Dataset entries:
use serde::{Deserialize, Serialize};
use tracing::debug;

use super::posts::PostService;
use crate::domain::{ApplicationView, UserId};
use crate::error::ServiceResult;

/// Order of the flattened application list.
#[derive(Debug, Clone, Copy, Default, PartialEq, Eq, Serialize, Deserialize)]
#[serde(rename_all = "snake_case")]
pub enum ApplicationOrdering {
    /// Posts newest first as the store returns them, applications in append
    /// order within each post
    #[default]
    StoreOrder,
    /// Oldest application first across all posts; ties keep store order
    Chronological,
}

/// Employer-side view of incoming applications
#[derive(Clone)]
pub struct ApplicationAggregator {
    posts: PostService,
}

impl ApplicationAggregator {
    pub fn new(posts: PostService) -> Self {
        Self { posts }
    }

    pub async fn applications_for(
        &self,
        employer_id: &UserId,
        ordering: ApplicationOrdering,
    ) -> ServiceResult<Vec<ApplicationView>> {
        let posts = self.posts.posts_by_owner(employer_id).await?;

        let mut views: Vec<ApplicationView> = posts
            .iter()
            .flat_map(|post| {
                post.applications.iter().map(move |app| ApplicationView {
                    applicant_id: app.user_id.clone(),
                    applicant_name: app.username.clone(),
                    applied_at: app.applied_at,
                    post_id: post.id.clone(),
                    post_caption: post.caption.clone(),
                })
            })
            .collect();

        if ordering == ApplicationOrdering::Chronological {
            // sort_by_key is stable
            views.sort_by_key(|view| view.applied_at);
        }

        debug!(
            employer = %employer_id,
            posts = posts.len(),
            applications = views.len(),
            ?ordering,
            "Aggregated applications"
        );
        Ok(views)
    }
}

#[cfg(test)]
mod tests {
    use super::*;
    use crate::domain::models::POSTS_COLLECTION;
    use crate::store::{AggregateStore, InMemoryStore};
    use serde_json::{json, Value};
    use std::sync::Arc;

    fn job(caption: &str, created_at: &str, applications: Value) -> serde_json::Map<String, Value> {
        json!({
            "userId": "acme", "username": "Acme", "userType": "employer",
            "caption": caption, "createdAt": created_at, "applicable": true,
            "applications": applications
        })
        .as_object()
        .cloned()
        .unwrap()
    }

    fn app(user: &str, at: &str) -> Value {
        json!({"userId": user, "username": user.to_uppercase(), "appliedAt": at})
    }

    async fn seeded() -> ApplicationAggregator {
        let store = Arc::new(InMemoryStore::new());
        store
            .create(
                POSTS_COLLECTION,
                job("first job", "2024-01-01T00:00:00Z", json!([app("bob", "2024-01-05T00:00:00Z")])),
            )
            .await
            .unwrap();
        store
            .create(
                POSTS_COLLECTION,
                job(
                    "second job",
                    "2024-02-01T00:00:00Z",
                    json!([
                        app("carol", "2024-02-03T00:00:00Z"),
                        app("dave", "2024-01-02T00:00:00Z")
                    ]),
                ),
            )
            .await
            .unwrap();
        ApplicationAggregator::new(PostService::new(store))
    }

    #[tokio::test]
    async fn test_store_order_flattens_every_application() {
        let aggregator = seeded().await;

        let views = aggregator
            .applications_for(&UserId::from("acme"), ApplicationOrdering::StoreOrder)
            .await
            .unwrap();

        let applicants: Vec<&str> = views.iter().map(|v| v.applicant_id.as_str()).collect();
        assert_eq!(applicants, vec!["carol", "dave", "bob"]);
        assert_eq!(views[0].post_caption, "second job");
        assert_eq!(views[2].post_caption, "first job");
        assert_eq!(views[2].applicant_name, "BOB");
    }

    #[tokio::test]
    async fn test_chronological_ordering() {
        let aggregator = seeded().await;

        let views = aggregator
            .applications_for(&UserId::from("acme"), ApplicationOrdering::Chronological)
            .await
            .unwrap();

        let applicants: Vec<&str> = views.iter().map(|v| v.applicant_id.as_str()).collect();
        assert_eq!(applicants, vec!["dave", "bob", "carol"]);
    }

    #[tokio::test]
    async fn test_employer_without_posts_gets_empty_list() {
        let aggregator = seeded().await;

        let views = aggregator
            .applications_for(&UserId::from("globex"), ApplicationOrdering::default())
            .await
            .unwrap();
        assert!(views.is_empty());
    }

    #[test]
    fn test_ordering_parses_from_query_value() {
        let ordering: ApplicationOrdering = serde_json::from_str("\"chronological\"").unwrap();
        assert_eq!(ordering, ApplicationOrdering::Chronological);
        let ordering: ApplicationOrdering = serde_json::from_str("\"store_order\"").unwrap();
        assert_eq!(ordering, ApplicationOrdering::StoreOrder);
    }
}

**PROBLEM DESCRIPTION:** Reproduce every line of the records containing the string "second".

**RESULT FOR THIS TASK:**
                    "second job",
        assert_eq!(views[0].post_caption, "second job");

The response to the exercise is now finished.